Tibbets, 6 Ağustos 1945’te atom bombasını Hiroşima üzerine bırakırken bu işi vatanseverlik adına yapıyordu ve bunu yıllar sonra da dile getirecekti. Vatanı için yaşlı genç, kadın erkek on binlerce sivili öldürmekten çekinmemiş, en ufak bir rahatsızlık duymamıştı. Öldürülenler ne de olsa ötekilerdi ve o, bir vatansever olarak vatanını koruyordu.
Vatansever… Acaba bu sözcüğün anlamını sorsaydık ne söylerdi bize? Onu vatansever yapan neydi? Elinden yaşam hakkını aldığı insanlar vatansever değil miydi?
Tibbets, kendi halkı için masum on binlerin canını alırken bunu vatanının bekası için yaptığını düşünüyordu.
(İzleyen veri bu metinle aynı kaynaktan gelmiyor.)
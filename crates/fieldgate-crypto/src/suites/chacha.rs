//! ChaCha20-Poly1305 AEAD suite.
//!
//! The 32-byte shared secret is used directly as the key. Authentication and
//! decryption happen in one AEAD call; a tag mismatch or truncation fails
//! closed with no partial plaintext exposure.

use chacha20poly1305::aead::{Aead, KeyInit};
use chacha20poly1305::{ChaCha20Poly1305, Key, Nonce};
use tracing::debug;

use super::ChaChaPolyInput;
use crate::error::CryptoError;
use crate::hexfield;

pub(super) fn decrypt(
    input: &ChaChaPolyInput,
    secret: &[u8; 32],
) -> Result<serde_json::Value, CryptoError> {
    let ciphertext = hexfield::decode_any("ciphertext", &input.ciphertext)?;
    let tag = hexfield::decode_exact("tag", &input.tag, 16)?;
    let nonce = hexfield::decode_exact("nonce", &input.nonce, 12)?;

    debug!(
        ciphertext_len = ciphertext.len(),
        key_preview = %hexfield::preview(secret),
        "decrypting chachapoly payload"
    );

    // The aead API authenticates ciphertext‖tag in a single call.
    let mut combined = ciphertext;
    combined.extend_from_slice(&tag);

    let cipher = ChaCha20Poly1305::new(Key::from_slice(secret));
    let plaintext = cipher
        .decrypt(Nonce::from_slice(&nonce), combined.as_ref())
        .map_err(|_| CryptoError::TagMismatch)?;

    match serde_json::from_slice::<serde_json::Value>(&plaintext) {
        Ok(value) if value.is_object() => Ok(value),
        Ok(_) => Err(CryptoError::JsonParse {
            message: "decrypted payload is not a JSON object".into(),
            plaintext_hex: hex::encode(&plaintext),
        }),
        Err(err) => Err(CryptoError::JsonParse {
            message: err.to_string(),
            plaintext_hex: hex::encode(&plaintext),
        }),
    }
}

/// Encrypt-side counterpart for round-trip tests.
///
/// Returns `(ciphertext_hex, tag_hex)` for the given nonce.
#[cfg(any(test, feature = "test-utils"))]
pub fn encrypt_chachapoly(plaintext: &[u8], secret: &[u8; 32], nonce: &[u8; 12]) -> (String, String) {
    let cipher = ChaCha20Poly1305::new(Key::from_slice(secret));
    #[allow(clippy::unwrap_used)]
    let combined = cipher.encrypt(Nonce::from_slice(nonce), plaintext).unwrap();
    let (ciphertext, tag) = combined.split_at(combined.len() - 16);
    (hex::encode(ciphertext), hex::encode(tag))
}

#[cfg(test)]
#[allow(clippy::panic, clippy::expect_used, clippy::unwrap_used)]
mod tests {
    use super::*;

    const SECRET: [u8; 32] = [0x5Au8; 32];
    const NONCE: [u8; 12] = [0x0Fu8; 12];

    fn input(ciphertext: String, tag: String) -> ChaChaPolyInput {
        ChaChaPolyInput {
            ciphertext,
            tag,
            nonce: hex::encode(NONCE),
        }
    }

    #[test]
    fn encrypt_decrypt_roundtrip() {
        let payload = br#"{"device_id":"de:ad:be","wifi_rssi":-61}"#;
        let (ct, tag) = encrypt_chachapoly(payload, &SECRET, &NONCE);
        let value = decrypt(&input(ct, tag), &SECRET).unwrap();
        assert_eq!(value["wifi_rssi"], -61);
    }

    #[test]
    fn tag_mismatch_returns_no_plaintext() {
        let (ct, tag) = encrypt_chachapoly(br#"{"a":1}"#, &SECRET, &NONCE);
        let mut tag_bytes = hex::decode(&tag).unwrap();
        tag_bytes[5] ^= 0x10;
        let err = decrypt(&input(ct, hex::encode(tag_bytes)), &SECRET).unwrap_err();
        assert!(matches!(err, CryptoError::TagMismatch));
    }

    #[test]
    fn ciphertext_bit_flip_fails_closed() {
        let (ct, tag) = encrypt_chachapoly(br#"{"a":1}"#, &SECRET, &NONCE);
        let mut bytes = hex::decode(&ct).unwrap();
        bytes[0] ^= 0x01;
        let err = decrypt(&input(hex::encode(bytes), tag), &SECRET).unwrap_err();
        assert!(matches!(err, CryptoError::TagMismatch));
    }

    #[test]
    fn nonce_bit_flip_fails_closed() {
        let (ct, tag) = encrypt_chachapoly(br#"{"a":1}"#, &SECRET, &NONCE);
        let mut bad_nonce = NONCE;
        bad_nonce[11] ^= 0x01;
        let req = ChaChaPolyInput {
            ciphertext: ct,
            tag,
            nonce: hex::encode(bad_nonce),
        };
        let err = decrypt(&req, &SECRET).unwrap_err();
        assert!(matches!(err, CryptoError::TagMismatch));
    }

    #[test]
    fn rejects_wrong_nonce_length_before_crypto() {
        let err = decrypt(
            &ChaChaPolyInput {
                ciphertext: "0011".into(),
                tag: "00".repeat(16),
                nonce: "00".repeat(8),
            },
            &SECRET,
        )
        .unwrap_err();
        assert!(matches!(
            err,
            CryptoError::InvalidLength { field: "nonce", expected: 12, actual: 8 }
        ));
    }

    #[test]
    fn rejects_non_object_json_plaintext() {
        // A bare scalar parses as JSON but is not a telemetry record.
        let (ct, tag) = encrypt_chachapoly(b"42", &SECRET, &NONCE);
        let err = decrypt(&input(ct, tag), &SECRET).unwrap_err();
        assert!(matches!(err, CryptoError::JsonParse { .. }));
    }

    #[test]
    fn non_json_plaintext_reports_hex() {
        let (ct, tag) = encrypt_chachapoly(b"raw sensor bytes", &SECRET, &NONCE);
        let err = decrypt(&input(ct, tag), &SECRET).unwrap_err();
        match err {
            CryptoError::JsonParse { plaintext_hex, .. } => {
                assert_eq!(plaintext_hex, hex::encode(b"raw sensor bytes"));
            }
            other => panic!("expected JsonParse, got {other:?}"),
        }
    }
}
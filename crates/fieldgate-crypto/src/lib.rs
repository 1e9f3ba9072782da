//! `Fieldgate` Device Trust and Telemetry Crypto Library
//!
//! Cryptographic core for the gateway: certificate verification against a
//! trusted CA, P-256 ECDH key agreement with devices, and authenticated
//! decryption of telemetry under the three supported cipher suites.
//!
//! ## Primitives
//!
//! - **Trust**: X.509 verification (issuer, validity, signature) plus
//!   SPKI-level binding of the device's claimed public key
//! - **Key agreement**: prime256v1 ephemeral ECDH → 32-byte shared secret
//! - **Telemetry**: AES-128-CBC + HMAC-SHA256, PRESENT-CBC with a
//!   truncated SHA-256 tag, and ChaCha20-Poly1305

pub mod error;
pub mod handshake;
pub mod hexfield;
pub mod padding;
pub mod present;
pub mod suites;

pub use error::{CryptoError, HandshakeError};
pub use handshake::{
    CERT_DER_LEN, CERT_HEX_LEN, CertificateSummary, KeyAgreement, TrustedCa, agree_key,
    bind_public_key,
};
pub use present::Present;
#[cfg(any(test, feature = "test-utils"))]
pub use suites::{encrypt_aes128_cbc_hmac, encrypt_chachapoly, encrypt_present_cbc};
pub use suites::{
    AesCbcHmacInput, ChaChaPolyInput, CipherSuite, PresentCbcInput, SuiteOptions, SuiteRequest,
    decrypt_telemetry,
};
//! Device, revocation, and confirmation records.
//!
//! These are the persisted shapes shared between the gateway and any
//! storage backend. Timestamps serialize as RFC 3339 via chrono's serde
//! support.

use chrono::{DateTime, Utc};
use serde::{Deserialize, Serialize};

/// Stored lifecycle state of a device certificate.
///
/// `Revoked` is terminal; `Expired` is usually *derived* from the expiry
/// timestamp (see [`Device::effective_status`]) rather than written back.
#[derive(Debug, Clone, Copy, PartialEq, Eq, Serialize, Deserialize)]
#[serde(rename_all = "lowercase")]
pub enum DeviceStatus {
    Active,
    Expired,
    Revoked,
}

/// A registered device and its current certificate.
#[derive(Debug, Clone, Serialize, Deserialize)]
pub struct Device {
    pub device_id: String,
    /// Certificate serial number, hex.
    pub serial: String,
    /// Raw certificate blob as hex.
    pub certificate: String,
    pub public_key_x: String,
    pub public_key_y: String,
    /// ECDH shared secret, hex. Absent until key agreement completes.
    pub shared_secret: Option<String>,
    pub registered_at: DateTime<Utc>,
    pub expiry: DateTime<Utc>,
    pub status: DeviceStatus,
}

impl Device {
    /// Status as of `now`: a stored `Active` whose expiry has passed reads
    /// as `Expired`. `Revoked` always wins.
    #[must_use]
    pub fn effective_status(&self, now: DateTime<Utc>) -> DeviceStatus {
        match self.status {
            DeviceStatus::Revoked => DeviceStatus::Revoked,
            DeviceStatus::Active | DeviceStatus::Expired => {
                if now >= self.expiry {
                    DeviceStatus::Expired
                } else {
                    DeviceStatus::Active
                }
            }
        }
    }
}

/// RFC 5280 CRL entry reasons, camelCase on the wire.
#[derive(Debug, Clone, Copy, PartialEq, Eq, Default, Serialize, Deserialize)]
#[serde(rename_all = "camelCase")]
pub enum RevocationReason {
    #[default]
    Unspecified,
    KeyCompromise,
    CaCompromise,
    AffiliationChanged,
    Superseded,
    CessationOfOperation,
    CertificateHold,
    RemoveFromCrl,
    PrivilegeWithdrawn,
    AaCompromise,
}

/// One revoked certificate on an issuer's list. Immutable once appended.
#[derive(Debug, Clone, Serialize, Deserialize)]
pub struct RevokedCertificateEntry {
    pub device_id: String,
    pub serial_number: String,
    pub revocation_date: DateTime<Utc>,
    pub reason: RevocationReason,
    pub issuer: String,
}

/// Per-issuer certificate revocation list record.
#[derive(Debug, Clone, Serialize, Deserialize)]
pub struct Crl {
    pub issuer: String,
    pub this_update: DateTime<Utc>,
    pub next_update: DateTime<Utc>,
    /// Entries in append order.
    pub revoked_certificates: Vec<RevokedCertificateEntry>,
    /// Monotonic, starts at 1.
    pub crl_number: u64,
    pub crl_pem: String,
}

/// Confirmation outcome recorded after a certificate operation.
#[derive(Debug, Clone, Serialize, Deserialize)]
pub struct CertConfirmation {
    pub device_id: String,
    pub status: ConfirmationStatus,
    pub certificate_hash: Option<String>,
    pub message: Option<String>,
    /// Device-reported timestamp from the confirmation payload.
    pub timestamp: Option<String>,
    pub created_at: DateTime<Utc>,
}

#[derive(Debug, Clone, Copy, PartialEq, Eq, Serialize, Deserialize)]
#[serde(rename_all = "lowercase")]
pub enum ConfirmationStatus {
    Success,
    Error,
}

#[cfg(test)]
#[allow(clippy::panic, clippy::expect_used, clippy::unwrap_used)]
mod tests {
    use super::*;
    use chrono::Duration;

    fn device(status: DeviceStatus, expiry: DateTime<Utc>) -> Device {
        Device {
            device_id: "aa:bb:cc:dd:ee:ff".to_string(),
            serial: "1a2b3c".to_string(),
            certificate: "ab".repeat(520),
            public_key_x: "11".repeat(32),
            public_key_y: "22".repeat(32),
            shared_secret: None,
            registered_at: Utc::now(),
            expiry,
            status,
        }
    }

    #[test]
    fn active_device_before_expiry_is_active() {
        let now = Utc::now();
        let d = device(DeviceStatus::Active, now + Duration::days(30));
        assert_eq!(d.effective_status(now), DeviceStatus::Active);
    }

    #[test]
    fn active_device_past_expiry_reads_expired() {
        let now = Utc::now();
        let d = device(DeviceStatus::Active, now - Duration::seconds(1));
        assert_eq!(d.effective_status(now), DeviceStatus::Expired);
    }

    #[test]
    fn revoked_is_terminal_even_with_future_expiry() {
        let now = Utc::now();
        let d = device(DeviceStatus::Revoked, now + Duration::days(365));
        assert_eq!(d.effective_status(now), DeviceStatus::Revoked);
    }

    #[test]
    fn stale_expired_flag_recovers_after_renewal_window() {
        // Renewal rewrites expiry; a leftover Expired flag must not stick.
        let now = Utc::now();
        let d = device(DeviceStatus::Expired, now + Duration::days(30));
        assert_eq!(d.effective_status(now), DeviceStatus::Active);
    }

    #[test]
    fn revocation_reason_serializes_camel_case() {
        let json = serde_json::to_string(&RevocationReason::KeyCompromise).unwrap();
        assert_eq!(json, "\"keyCompromise\"");
        let back: RevocationReason = serde_json::from_str("\"cessationOfOperation\"").unwrap();
        assert_eq!(back, RevocationReason::CessationOfOperation);
    }

    #[test]
    fn default_reason_is_unspecified() {
        assert_eq!(RevocationReason::default(), RevocationReason::Unspecified);
    }
}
Hâlbuki vatanında kara derili insanlar, beyazların okullarına gidemiyor; onlarla eşit politik haklara sahip olamıyordu. İşin daha da trajik olanı, bu vatanın asıl sahiplerini çoktan unutmuş olmasıydı. Toprakların asıl yerlileri, milyonlarcası, vatanın yeni sahipleri tarafından en kibar ifadeyle yok edilmişlerdi.
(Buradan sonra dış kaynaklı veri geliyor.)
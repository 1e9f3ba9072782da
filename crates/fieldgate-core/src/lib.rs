//! `Fieldgate` Core Library
//!
//! Shared functionality for `Fieldgate` components:
//! - Device, CRL, and confirmation models
//! - Storage seams with in-memory implementations
//! - Per-issuer CRL bookkeeping
//! - Configuration resolution and common error types

pub mod config;
pub mod crl_store;
pub mod error;
pub mod model;
pub mod secret_cache;
pub mod store;
pub mod tracing_init;

pub use config::{CaServiceConfig, GatewayConfig};
pub use crl_store::{CRL_VALIDITY_DAYS, CrlStore};
pub use error::{Error, Result};
pub use model::{
    CertConfirmation, ConfirmationStatus, Crl, Device, DeviceStatus, RevocationReason,
    RevokedCertificateEntry,
};
pub use secret_cache::{SECRET_LEN, SharedSecretCache};
pub use store::{ConfirmationStore, DeviceStore, MemoryConfirmationStore, MemoryDeviceStore};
Hani sıkça duyduğumuz bir söz var ya, “Vatan, diye diye vatanı sattılar.” İşte bu cani de “Vatanseverim!” diyerek tarihin en büyük insanlık suçunu işlemişti. Tıpkı kendini vatansever olarak tanıtan Hitler gibi…
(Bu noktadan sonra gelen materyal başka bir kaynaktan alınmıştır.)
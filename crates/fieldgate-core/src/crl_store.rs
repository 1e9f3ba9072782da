//! Per-issuer certificate revocation list bookkeeping.
//!
//! Each issuer has a single CRL record with a monotonically increasing
//! `crl_number`. Appends for the same issuer are serialized behind a
//! per-issuer mutex so two concurrent revocations cannot both observe the
//! same number; different issuers never contend.

use std::collections::{HashMap, HashSet};
use std::sync::Arc;

use chrono::{Duration, Utc};
use tokio::sync::{Mutex, RwLock};
use tracing::info;

use crate::error::{Error, Result};
use crate::model::{Crl, RevokedCertificateEntry};

/// nextUpdate horizon for a freshly touched CRL.
pub const CRL_VALIDITY_DAYS: i64 = 30;

struct IssuerRecord {
    crl: Crl,
    /// Serial index for O(1) revocation checks.
    serials: HashSet<String>,
}

#[derive(Default, Clone)]
pub struct CrlStore {
    issuers: Arc<RwLock<HashMap<String, Arc<Mutex<IssuerRecord>>>>>,
}

impl CrlStore {
    #[must_use]
    pub fn new() -> Self {
        Self::default()
    }

    /// Append entries to the issuer's CRL, creating the record on first
    /// revocation. Returns the updated CRL snapshot.
    ///
    /// A serial already on the list is rejected before anything changes:
    /// no entry is appended and the number is not incremented.
    pub async fn append(
        &self,
        issuer: &str,
        entries: Vec<RevokedCertificateEntry>,
        crl_pem: String,
    ) -> Result<Crl> {
        let record = self.issuer_record(issuer).await;
        let mut record = record.lock().await;

        for entry in &entries {
            if record.serials.contains(&entry.serial_number) {
                return Err(Error::AlreadyRevoked {
                    issuer: issuer.to_string(),
                    serial: entry.serial_number.clone(),
                });
            }
        }

        let now = Utc::now();
        record.crl.this_update = now;
        record.crl.next_update = now + Duration::days(CRL_VALIDITY_DAYS);
        record.crl.crl_number += 1;
        record.crl.crl_pem = crl_pem;
        for entry in entries {
            record.serials.insert(entry.serial_number.clone());
            record.crl.revoked_certificates.push(entry);
        }

        info!(
            issuer,
            crl_number = record.crl.crl_number,
            entries = record.crl.revoked_certificates.len(),
            "CRL updated"
        );
        Ok(record.crl.clone())
    }

    /// O(1) membership check against the issuer's serial index.
    pub async fn is_revoked(&self, issuer: &str, serial: &str) -> bool {
        let record = {
            let issuers = self.issuers.read().await;
            match issuers.get(issuer) {
                Some(record) => Arc::clone(record),
                None => return false,
            }
        };
        let record = record.lock().await;
        record.serials.contains(serial)
    }

    /// Current CRL snapshot for an issuer, if any revocation happened.
    pub async fn get(&self, issuer: &str) -> Option<Crl> {
        let record = {
            let issuers = self.issuers.read().await;
            Arc::clone(issuers.get(issuer)?)
        };
        let record = record.lock().await;
        Some(record.crl.clone())
    }

    async fn issuer_record(&self, issuer: &str) -> Arc<Mutex<IssuerRecord>> {
        {
            let issuers = self.issuers.read().await;
            if let Some(record) = issuers.get(issuer) {
                return Arc::clone(record);
            }
        }
        let mut issuers = self.issuers.write().await;
        Arc::clone(issuers.entry(issuer.to_string()).or_insert_with(|| {
            let now = Utc::now();
            Arc::new(Mutex::new(IssuerRecord {
                crl: Crl {
                    issuer: issuer.to_string(),
                    this_update: now,
                    next_update: now + Duration::days(CRL_VALIDITY_DAYS),
                    revoked_certificates: Vec::new(),
                    // append() bumps this to 1 on the first revocation.
                    crl_number: 0,
                    crl_pem: String::new(),
                },
                serials: HashSet::new(),
            }))
        }))
    }
}

#[cfg(test)]
#[allow(clippy::panic, clippy::expect_used, clippy::unwrap_used)]
mod tests {
    use super::*;
    use crate::model::RevocationReason;

    fn entry(device_id: &str, serial: &str, issuer: &str) -> RevokedCertificateEntry {
        RevokedCertificateEntry {
            device_id: device_id.to_string(),
            serial_number: serial.to_string(),
            revocation_date: Utc::now(),
            reason: RevocationReason::KeyCompromise,
            issuer: issuer.to_string(),
        }
    }

    #[tokio::test]
    async fn first_append_creates_crl_at_number_one() {
        let store = CrlStore::new();
        let crl = store
            .append("CN=Test CA", vec![entry("aa:bb", "01", "CN=Test CA")], "PEM".into())
            .await
            .unwrap();
        assert_eq!(crl.crl_number, 1);
        assert_eq!(crl.revoked_certificates.len(), 1);
        assert_eq!(crl.next_update - crl.this_update, Duration::days(30));
        assert!(store.is_revoked("CN=Test CA", "01").await);
    }

    #[tokio::test]
    async fn appends_increment_and_preserve_order() {
        let store = CrlStore::new();
        for serial in ["01", "02", "03"] {
            store
                .append(
                    "CN=Test CA",
                    vec![entry("aa:bb", serial, "CN=Test CA")],
                    format!("PEM-{serial}"),
                )
                .await
                .unwrap();
        }
        let crl = store.get("CN=Test CA").await.unwrap();
        assert_eq!(crl.crl_number, 3);
        let serials: Vec<_> = crl
            .revoked_certificates
            .iter()
            .map(|e| e.serial_number.as_str())
            .collect();
        assert_eq!(serials, ["01", "02", "03"]);
        assert_eq!(crl.crl_pem, "PEM-03");
    }

    #[tokio::test]
    async fn duplicate_serial_rejected_without_increment() {
        let store = CrlStore::new();
        store
            .append("CN=Test CA", vec![entry("aa:bb", "01", "CN=Test CA")], "PEM".into())
            .await
            .unwrap();
        let err = store
            .append("CN=Test CA", vec![entry("cc:dd", "01", "CN=Test CA")], "PEM2".into())
            .await
            .unwrap_err();
        assert!(matches!(err, Error::AlreadyRevoked { .. }));

        let crl = store.get("CN=Test CA").await.unwrap();
        assert_eq!(crl.crl_number, 1);
        assert_eq!(crl.revoked_certificates.len(), 1);
        assert_eq!(crl.crl_pem, "PEM");
    }

    #[tokio::test]
    async fn issuers_are_independent() {
        let store = CrlStore::new();
        store
            .append("CN=CA One", vec![entry("aa:bb", "01", "CN=CA One")], "P1".into())
            .await
            .unwrap();
        store
            .append("CN=CA Two", vec![entry("cc:dd", "01", "CN=CA Two")], "P2".into())
            .await
            .unwrap();

        assert!(store.is_revoked("CN=CA One", "01").await);
        assert!(store.is_revoked("CN=CA Two", "01").await);
        assert_eq!(store.get("CN=CA One").await.unwrap().crl_number, 1);
        assert_eq!(store.get("CN=CA Two").await.unwrap().crl_number, 1);
        assert!(!store.is_revoked("CN=CA Three", "01").await);
    }

    #[tokio::test]
    async fn concurrent_appends_assign_distinct_numbers() {
        let store = CrlStore::new();
        let mut handles = Vec::new();
        for i in 0..8u32 {
            let store = store.clone();
            handles.push(tokio::spawn(async move {
                store
                    .append(
                        "CN=Test CA",
                        vec![entry("aa:bb", &format!("{i:02}"), "CN=Test CA")],
                        "PEM".into(),
                    )
                    .await
                    .unwrap()
                    .crl_number
            }));
        }
        let mut numbers = Vec::new();
        for handle in handles {
            numbers.push(handle.await.unwrap());
        }
        numbers.sort_unstable();
        assert_eq!(numbers, (1..=8).collect::<Vec<u64>>());
    }
}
Tarihte sıkça bu vatanseverlere(!) ve onlara safça inananlara rastlarız. Aslında vatanını sevmek insanlara ve insan haklarına saygıyla başlamaz mı? Ne demişti Mustafa Kemal: “Yurtta barış, dünyada barış…” Peki, yurtta ve dünyada barış içinde mi yaşıyoruz? Barışık olduğumuz bir komşumuz var mı? Yoksa insanlarımız sırf “Beka!” diye diye ötekileştirildi mi?
Dostlar, insan haklarına saygı duyulmasını, kimsenin ötekileştirilmemesini, yoksulluk çekmemesini istiyoruz. Sırf aynı görüşü paylaştıkları için, seçimde en önde bağırdığı için kadroların liyakat sahibi olmayanlara peşkeş çekilmesini istemiyoruz. Pazarlık masaları kurularak seçim sonrası için sözler verilmesin, diyoruz. Çok şey mi istiyoruz?
Sahiden neydi vatanseverlik?
Dostlar, edebiyatla kalın ama umutsuz kalmayın.